The Strange Face of the Proboscis Bat
If there is one specimen that embodies the traditional depiction of the arcane bat, shrouded in mysterious intent, herald of the dark and all the terrors of the night then Rhynchonycteris naso is not it.
These funny little furry friends have a mild nature, a sociable character and a hilarious appearance. After being caught many specimens don’t bother flying away and will sit in your hand pondering their next move. Or they try and scuttle backwards up your arm. Their teeth aren’t big enough to puncture human skin, not that they really bother to try. In the end they have to be put on branches where they recover from the ordeal of being captured for about ten minutes before flapping off to find some tasty insects.
They catch these insects predominantly over water and are widespread throughout Central and northern South America, usually below 300m (Plumpton et al., 1992) where lakes and rivers are accessible. They don’t usually live in groups of over forty, with about a dozen being common but instances of a hundred have been known. They will live sociably in these groups with males and females but can breed at any time of the year when they will form harem groups.

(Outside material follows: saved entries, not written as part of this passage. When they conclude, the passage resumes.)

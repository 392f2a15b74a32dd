//! Grid of uploaded media with select, delete and multi-select insert.
//!
//! SYSTEM CONTEXT
//! ==============
//! Lists `GET /files` fresh on mount and whenever `refresh` changes. When
//! the listing fails the grid falls back to the local media store, so
//! recent uploads stay pickable while the files endpoint is down. Entries
//! shown from that fallback are deleted from the local store only.

#[cfg(test)]
#[path = "media_grid_test.rs"]
mod media_grid_test;

use leptos::prelude::*;

use content::{MediaEntry, MediaKind, UsageTag};

use crate::net::api::{self, ApiConfig, ApiError};
use crate::state::media::MediaSelection;
use crate::state::notice::{NoticeLevel, NoticeState, notify};
use crate::util::media_store;

/// Where the grid's entries came from.
#[derive(Clone, Copy, Debug, Default, PartialEq, Eq)]
pub enum ListingSource {
    #[default]
    Server,
    Local,
}

impl ListingSource {
    /// Local entries have no server file to delete.
    pub fn deletes_on_server(self) -> bool {
        self == Self::Server
    }
}

/// Server listing, or the local store when the listing failed.
pub fn entries_or_local<F>(listing: Result<Vec<MediaEntry>, ApiError>, local: F) -> (Vec<MediaEntry>, ListingSource)
where
    F: FnOnce() -> Vec<MediaEntry>,
{
    match listing {
        Ok(entries) => (entries, ListingSource::Server),
        Err(e) => {
            leptos::logging::warn!("file listing failed, using local media: {e}");
            (local(), ListingSource::Local)
        }
    }
}

/// Select value for a usage tag, `""` meaning untagged.
pub fn usage_value(usage: Option<UsageTag>) -> &'static str {
    usage.map_or("", UsageTag::as_str)
}

#[component]
pub fn MediaGrid(
    on_select: Callback<Vec<MediaEntry>>,
    #[prop(into, optional)] refresh: Signal<u32>,
    /// Show the per-item usage tag select.
    #[prop(optional)]
    show_usage: bool,
) -> impl IntoView {
    let cfg = expect_context::<ApiConfig>();
    let notices = expect_context::<RwSignal<NoticeState>>();
    let items = RwSignal::new(Vec::<MediaEntry>::new());
    let selection = RwSignal::new(MediaSelection::default());
    let loading = RwSignal::new(false);
    let source = RwSignal::new(ListingSource::default());

    let load = {
        let cfg = cfg.clone();
        move || {
            let cfg = cfg.clone();
            loading.set(true);
            leptos::task::spawn_local(async move {
                let (entries, from) = entries_or_local(api::list_files(&cfg).await, media_store::load);
                items.set(entries);
                source.set(from);
                loading.set(false);
            });
        }
    };

    {
        let load = load.clone();
        Effect::new(move || {
            refresh.track();
            load();
        });
    }

    let insert_selected = move |_| {
        let chosen = selection.with_untracked(|s| items.with_untracked(|all| s.chosen(all)));
        if !chosen.is_empty() {
            selection.update(MediaSelection::clear);
            on_select.run(chosen);
        }
    };

    let delete_entry = {
        let cfg = cfg.clone();
        move |id: String| {
            if !source.get_untracked().deletes_on_server() {
                media_store::remove(&id);
                items.update(|all| all.retain(|e| e.id != id));
                notify(notices, NoticeLevel::Warning, "Removed from local media only; the server is unavailable");
                return;
            }
            let cfg = cfg.clone();
            leptos::task::spawn_local(async move {
                match api::delete_file(&cfg, &id).await {
                    Ok(()) => {
                        media_store::remove(&id);
                        items.update(|all| all.retain(|e| e.id != id));
                        notify(notices, NoticeLevel::Success, "File deleted");
                    }
                    Err(e) => notify(notices, NoticeLevel::Error, e.to_string()),
                }
            });
        }
    };

    let set_usage = move |id: String, raw: String| {
        let usage = raw.parse::<UsageTag>().ok();
        let cfg = cfg.clone();
        leptos::task::spawn_local(async move {
            match api::set_file_usage(&cfg, &id, usage).await {
                Ok(()) => {
                    items.update(|all| {
                        if let Some(entry) = all.iter_mut().find(|e| e.id == id) {
                            entry.usage = usage;
                        }
                    });
                    notify(notices, NoticeLevel::Success, "Usage updated");
                }
                Err(e) => notify(notices, NoticeLevel::Error, e.to_string()),
            }
        });
    };

    let refresh_click = {
        let load = load.clone();
        move |_| load()
    };

    view! {
        <div class="media-grid">
            <div class="media-grid__actions">
                <button
                    type="button"
                    class="btn btn--primary"
                    disabled=move || selection.with(MediaSelection::is_empty)
                    on:click=insert_selected
                >
                    {move || format!("Insert Selected ({})", selection.with(MediaSelection::len))}
                </button>
                <button type="button" class="btn" on:click=refresh_click>
                    "Refresh"
                </button>
                <Show when=move || loading.get()>
                    <span class="media-grid__loading">"Loading..."</span>
                </Show>
            </div>
            <div class="media-grid__items">
                <For each=move || items.get() key=|entry| entry.id.clone() let:entry>
                    {
                        let id = entry.id.clone();
                        let url = entry.primary_url().unwrap_or_default().to_owned();
                        let label = entry.filename.clone().unwrap_or_else(|| url.clone());
                        let toggle_id = id.clone();
                        let checked_id = id.clone();
                        let delete_id = id.clone();
                        let usage_id = id.clone();
                        let select_entry = entry.clone();
                        let delete_entry = delete_entry.clone();
                        let set_usage = set_usage.clone();
                        view! {
                            <div class="media-grid__item">
                                <input
                                    type="checkbox"
                                    class="media-grid__check"
                                    prop:checked=move || selection.with(|s| s.contains(&checked_id))
                                    on:change=move |_| selection.update(|s| s.toggle(&toggle_id))
                                />
                                <div class="media-grid__thumb">
                                    {match entry.kind {
                                        MediaKind::Image => view! { <img src=url.clone() alt=label.clone() /> }.into_any(),
                                        MediaKind::Video => view! { <video src=url.clone()></video> }.into_any(),
                                    }}
                                </div>
                                <div class="media-grid__name" title=label.clone()>{label.clone()}</div>
                                <Show when=move || show_usage>
                                    {
                                        let usage_id = usage_id.clone();
                                        let set_usage = set_usage.clone();
                                        let current = usage_value(entry.usage);
                                        view! {
                                            <select
                                                class="field__input"
                                                on:change=move |ev| set_usage(usage_id.clone(), event_target_value(&ev))
                                            >
                                                <option value="" selected=current.is_empty()>"No usage"</option>
                                                {UsageTag::ALL
                                                    .into_iter()
                                                    .map(|tag| {
                                                        view! {
                                                            <option value=tag.as_str() selected=current == tag.as_str()>
                                                                {tag.as_str()}
                                                            </option>
                                                        }
                                                    })
                                                    .collect_view()}
                                            </select>
                                        }
                                    }
                                </Show>
                                <div class="media-grid__item-actions">
                                    <button
                                        type="button"
                                        class="btn btn--link"
                                        on:click=move |_| on_select.run(vec![select_entry.clone()])
                                    >
                                        "Select"
                                    </button>
                                    <button
                                        type="button"
                                        class="btn btn--link btn--danger"
                                        on:click=move |_| delete_entry(delete_id.clone())
                                    >
                                        "Delete"
                                    </button>
                                </div>
                            </div>
                        }
                    }
                </For>
            </div>
            <Show when=move || !loading.get() && items.with(Vec::is_empty)>
                <p class="media-grid__empty">"No media yet"</p>
            </Show>
        </div>
    }
}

R. naso are known to vibrate rhythmically in groups. As their roosts are usually in old tree trunks or on branches it is wondered whether this movement helps them to avoid detection by predators when in windy conditions (Knörnschild et al., 2009)
They are not caught often due to their excellent camouflage and small size (up to 6cm) but one animal that has been seen preying on them is the orb weaving spider, Argiope savignyi (Timm and Losilla, 2007), who has been seen taking a whole day to envelope an R. naso in its web. Other predators include hawks, falcons and egrets.